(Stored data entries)
use crate::core::window::WindowType;
use crate::error::RepetError;

/// A single audio sample (32-bit float, range -1.0 to 1.0).
pub type Sample = f32;

/// Supported PCM bit depths for encoded output.
const SUPPORTED_BIT_DEPTHS: [u16; 3] = [16, 24, 32];

/// Multi-channel audio in interleaved format, immutable once loaded.
///
/// For mono audio, samples are stored sequentially: `[s0, s1, s2, ...]`
/// For stereo audio, samples are interleaved: `[L0, R0, L1, R1, ...]`
/// The bit depth records the container's sample width so that encoded
/// output matches the input (24-bit in, 24-bit out).
#[derive(Debug, Clone)]
pub struct AudioSignal {
    /// Raw interleaved sample data.
    pub data: Vec<Sample>,
    /// Number of channels (1 = mono, 2 = stereo, ...).
    pub channels: u16,
    /// Sample rate in Hz.
    pub sample_rate: u32,
    /// Source bit depth (16 or 24-bit PCM, 32-bit float).
    pub bit_depth: u16,
}

impl AudioSignal {
    /// Create a new audio signal.
    ///
    /// # Errors
    /// Returns `RepetError::InvalidInput` if channels is 0, the sample rate
    /// is 0, or the bit depth is not 16, 24, or 32.
    pub fn new(
        data: Vec<Sample>,
        channels: u16,
        sample_rate: u32,
        bit_depth: u16,
    ) -> Result<Self, RepetError> {
        if channels == 0 {
            return Err(RepetError::InvalidInput(
                "channel count must be at least 1".to_string(),
            ));
        }
        if sample_rate == 0 {
            return Err(RepetError::InvalidInput(
                "sample rate must be greater than 0".to_string(),
            ));
        }
        if !SUPPORTED_BIT_DEPTHS.contains(&bit_depth) {
            return Err(RepetError::InvalidInput(format!(
                "unsupported bit depth: {} (expected 16, 24, or 32)",
                bit_depth
            )));
        }
        Ok(Self {
            data,
            channels,
            sample_rate,
            bit_depth,
        })
    }

    /// Number of frames in the signal (total samples / channels).
    pub fn num_frames(&self) -> usize {
        self.data.len() / self.channels as usize
    }

    /// Duration of the audio in seconds.
    pub fn duration_secs(&self) -> f64 {
        self.num_frames() as f64 / self.sample_rate as f64
    }

    /// Returns true if the signal contains no samples.
    pub fn is_empty(&self) -> bool {
        self.data.is_empty()
    }

    /// Get a single channel's data as a new vector.
    pub fn channel_data(&self, channel: u16) -> Vec<Sample> {
        if channel >= self.channels {
            return Vec::new();
        }
        let ch = channel as usize;
        let num_ch = self.channels as usize;
        self.data
            .iter()
            .skip(ch)
            .step_by(num_ch)
            .copied()
            .collect()
    }

    /// Create an `AudioSignal` from separate channel vectors.
    ///
    /// # Errors
    /// Returns an error if channels have different lengths or the
    /// channel count, sample rate, or bit depth is invalid.
    pub fn from_channels(
        channels_data: &[Vec<Sample>],
        sample_rate: u32,
        bit_depth: u16,
    ) -> Result<Self, RepetError> {
        if channels_data.is_empty() {
            return Err(RepetError::InvalidInput(
                "channel count must be at least 1".to_string(),
            ));
        }
        let num_frames = channels_data[0].len();
        for ch in channels_data {
            if ch.len() != num_frames {
                return Err(RepetError::InvalidInput(
                    "all channels must have the same number of samples".to_string(),
                ));
            }
        }
        let num_channels = channels_data.len() as u16;
        let mut data = Vec::with_capacity(num_frames * channels_data.len());
        for i in 0..num_frames {
            for ch in channels_data {
                data.push(ch[i]);
            }
        }
        AudioSignal::new(data, num_channels, sample_rate, bit_depth)
    }

    /// Create a silent signal with the same shape, rate, and depth as `self`.
    pub fn silence_like(&self) -> Self {
        Self {
            data: vec![0.0; self.data.len()],
            channels: self.channels,
            sample_rate: self.sample_rate,
            bit_depth: self.bit_depth,
        }
    }
}

/// The two output signals of a separation run.
#[derive(Debug, Clone)]
pub struct Separation {
    /// Repeating background (accompaniment) estimate.
    pub background: AudioSignal,
    /// Non-repeating foreground residual (input minus background).
    pub foreground: AudioSignal,
}

/// Parameters controlling the separation, passed explicitly to every stage.
///
/// Immutable after construction; the pipeline never reads ambient state.
#[derive(Debug, Clone)]
pub struct SeparationParams {
    /// STFT window length in samples (power of two). `None` derives the
    /// next power of two covering 40 ms at the signal's sample rate.
    pub window_size: Option<usize>,
    /// Analysis/synthesis window shape (default: Hamming).
    pub window_type: WindowType,
    /// Mask tolerance `t`: a bin is repeating when `V - 2*V1 <= t`.
    /// Larger values classify more bins as repeating (default: 0.0).
    pub tolerance: f32,
    /// Minimum candidate repeating period in seconds (default: 0.8).
    pub min_period_secs: f64,
    /// Maximum candidate repeating period in seconds (default: 8.0; also
    /// capped at a third of the signal duration).
    pub max_period_secs: f64,
    /// Period used when no lag in range is prominent enough (default: 2.5).
    pub default_period_secs: f64,
    /// Fixed repeating period in seconds; skips beat-spectrum estimation.
    pub period_secs: Option<f64>,
    /// Cutoff frequency in Hz below which bins are forced into the
    /// background (foreground high-pass). 0 disables (default: 0).
    pub high_pass_cutoff_hz: f32,
}

impl Default for SeparationParams {
    fn default() -> Self {
        Self {
            window_size: None,
            window_type: WindowType::Hamming,
            tolerance: 0.0,
            min_period_secs: 0.8,
            max_period_secs: 8.0,
            default_period_secs: 2.5,
            period_secs: None,
            high_pass_cutoff_hz: 0.0,
        }
    }
}

impl SeparationParams {
    /// Create parameters with all defaults.
    pub fn new() -> Self {
        Self::default()
    }

    /// Set the STFT window size (must be a power of two).
    pub fn with_window_size(mut self, window_size: usize) -> Self {
        self.window_size = Some(window_size);
        self
    }

    /// Set the window shape.
    pub fn with_window_type(mut self, window_type: WindowType) -> Self {
        self.window_type = window_type;
        self
    }

    /// Set the mask tolerance.
    pub fn with_tolerance(mut self, tolerance: f32) -> Self {
        self.tolerance = tolerance;
        self
    }

    /// Set the candidate period range in seconds.
    pub fn with_period_range_secs(mut self, min_secs: f64, max_secs: f64) -> Self {
        self.min_period_secs = min_secs;
        self.max_period_secs = max_secs;
        self
    }

    /// Fix the repeating period in seconds, skipping estimation.
    pub fn with_period_secs(mut self, period_secs: f64) -> Self {
        self.period_secs = Some(period_secs);
        self
    }

    /// Set the foreground high-pass cutoff in Hz (0 disables).
    pub fn with_high_pass_cutoff(mut self, cutoff_hz: f32) -> Self {
        self.high_pass_cutoff_hz = cutoff_hz;
        self
    }

    /// Effective window length for the given sample rate.
    ///
    /// Defaults to the next power of two covering 40 ms of audio, so a
    /// 44.1 kHz signal analyzes with 2048-sample windows.
    pub fn effective_window_size(&self, sample_rate: u32) -> usize {
        match self.window_size {
            Some(ws) => ws,
            None => {
                let min_len = (0.04 * sample_rate as f64).ceil() as usize;
                min_len.next_power_of_two()
            }
        }
    }

    /// Validate all parameters.
    pub fn validate(&self) -> Result<(), RepetError> {
        if let Some(ws) = self.window_size {
            if ws < 2 || !ws.is_power_of_two() {
                return Err(RepetError::InvalidInput(format!(
                    "window size must be a power of two >= 2, got {}",
                    ws
                )));
            }
        }
        // Infinite tolerances are meaningful (all-ones / all-zeros mask).
        if self.tolerance.is_nan() {
            return Err(RepetError::InvalidInput(
                "tolerance must not be NaN".to_string(),
            ));
        }
        if self.min_period_secs <= 0.0 || !self.min_period_secs.is_finite() {
            return Err(RepetError::InvalidInput(format!(
                "minimum period must be positive, got {}",
                self.min_period_secs
            )));
        }
        if self.max_period_secs < self.min_period_secs {
            return Err(RepetError::InvalidInput(format!(
                "maximum period {} is below minimum period {}",
                self.max_period_secs, self.min_period_secs
            )));
        }
        if let Some(p) = self.period_secs {
            if p <= 0.0 || !p.is_finite() {
                return Err(RepetError::InvalidInput(format!(
                    "fixed period must be positive, got {}",
                    p
                )));
            }
        }
        if self.high_pass_cutoff_hz < 0.0 || !self.high_pass_cutoff_hz.is_finite() {
            return Err(RepetError::InvalidInput(format!(
                "high-pass cutoff must be non-negative, got {}",
                self.high_pass_cutoff_hz
            )));
        }
        Ok(())
    }
}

Exercise:
List each line of the records that holds the string "foreground".

Result:
    /// Non-repeating foreground residual (input minus background).
    pub foreground: AudioSignal,
    /// background (foreground high-pass). 0 disables (default: 0).
    /// Set the foreground high-pass cutoff in Hz (0 disables).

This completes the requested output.